The answer should contain every record below, output exactly.

[Opening DATASET section]

//! Typed ID wrappers for sessions and the operations they run.

use serde::{Deserialize, Serialize};
use std::fmt;
use std::str::FromStr;
use uuid::Uuid;

/// Generate a `Uuid` newtype with random construction, `Display` and
/// `FromStr`.
macro_rules! typed_id {
    ($($(#[doc = $doc:expr])* $name:ident),+ $(,)?) => {
        $(
            $(#[doc = $doc])*
            #[derive(Debug, Clone, Copy, PartialEq, Eq, Hash, Serialize, Deserialize)]
            #[serde(transparent)]
            pub struct $name(Uuid);

            impl $name {
                /// Create a new random ID.
                #[must_use]
                pub fn new() -> Self {
                    Self(Uuid::new_v4())
                }

                /// Return the inner UUID value.
                #[must_use]
                pub fn as_uuid(&self) -> &Uuid {
                    &self.0
                }
            }

            impl Default for $name {
                fn default() -> Self {
                    Self::new()
                }
            }

            impl fmt::Display for $name {
                fn fmt(&self, f: &mut fmt::Formatter<'_>) -> fmt::Result {
                    fmt::Display::fmt(&self.0, f)
                }
            }

            impl FromStr for $name {
                type Err = uuid::Error;

                fn from_str(s: &str) -> std::result::Result<Self, Self::Err> {
                    Uuid::parse_str(s).map(Self)
                }
            }
        )+
    };
}

typed_id! {
    /// Identifies one transcode session manager instance.
    SessionId,
    /// Identifies a single `run` submitted to a session.
    OperationId,
}

#[cfg(test)]
mod tests {
    use super::*;

    #[test]
    fn ids_are_unique() {
        assert_ne!(OperationId::new(), OperationId::new());
    }

    #[test]
    fn display_and_from_str() {
        let id = SessionId::new();
        let parsed: SessionId = id.to_string().parse().unwrap();
        assert_eq!(id, parsed);
    }

    #[test]
    fn serializes_as_bare_uuid() {
        let id = OperationId::new();
        let json = serde_json::to_string(&id).unwrap();
        assert_eq!(json, format!("\"{}\"", id.as_uuid()));
    }

    #[test]
    fn invalid_from_str() {
        assert!(OperationId::from_str("not-a-uuid").is_err());
    }
}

[Closing DATASET section]

--- RESULT OF THIS EXERCISE ---
//! Typed ID wrappers for sessions and the operations they run.

use serde::{Deserialize, Serialize};
use std::fmt;
use std::str::FromStr;
use uuid::Uuid;

/// Generate a `Uuid` newtype with random construction, `Display` and
/// `FromStr`.
macro_rules! typed_id {
    ($($(#[doc = $doc:expr])* $name:ident),+ $(,)?) => {
        $(
            $(#[doc = $doc])*
            #[derive(Debug, Clone, Copy, PartialEq, Eq, Hash, Serialize, Deserialize)]
            #[serde(transparent)]
            pub struct $name(Uuid);

            impl $name {
                /// Create a new random ID.
                #[must_use]
                pub fn new() -> Self {
                    Self(Uuid::new_v4())
                }

                /// Return the inner UUID value.
                #[must_use]
                pub fn as_uuid(&self) -> &Uuid {
                    &self.0
                }
            }

            impl Default for $name {
                fn default() -> Self {
                    Self::new()
                }
            }

            impl fmt::Display for $name {
                fn fmt(&self, f: &mut fmt::Formatter<'_>) -> fmt::Result {
                    fmt::Display::fmt(&self.0, f)
                }
            }

            impl FromStr for $name {
                type Err = uuid::Error;

                fn from_str(s: &str) -> std::result::Result<Self, Self::Err> {
                    Uuid::parse_str(s).map(Self)
                }
            }
        )+
    };
}

typed_id! {
    /// Identifies one transcode session manager instance.
    SessionId,
    /// Identifies a single `run` submitted to a session.
    OperationId,
}

#[cfg(test)]
mod tests {
    use super::*;

    #[test]
    fn ids_are_unique() {
        assert_ne!(OperationId::new(), OperationId::new());
    }

    #[test]
    fn display_and_from_str() {
        let id = SessionId::new();
        let parsed: SessionId = id.to_string().parse().unwrap();
        assert_eq!(id, parsed);
    }

    #[test]
    fn serializes_as_bare_uuid() {
        let id = OperationId::new();
        let json = serde_json::to_string(&id).unwrap();
        assert_eq!(json, format!("\"{}\"", id.as_uuid()));
    }

    #[test]
    fn invalid_from_str() {
        assert!(OperationId::from_str("not-a-uuid").is_err());
    }
}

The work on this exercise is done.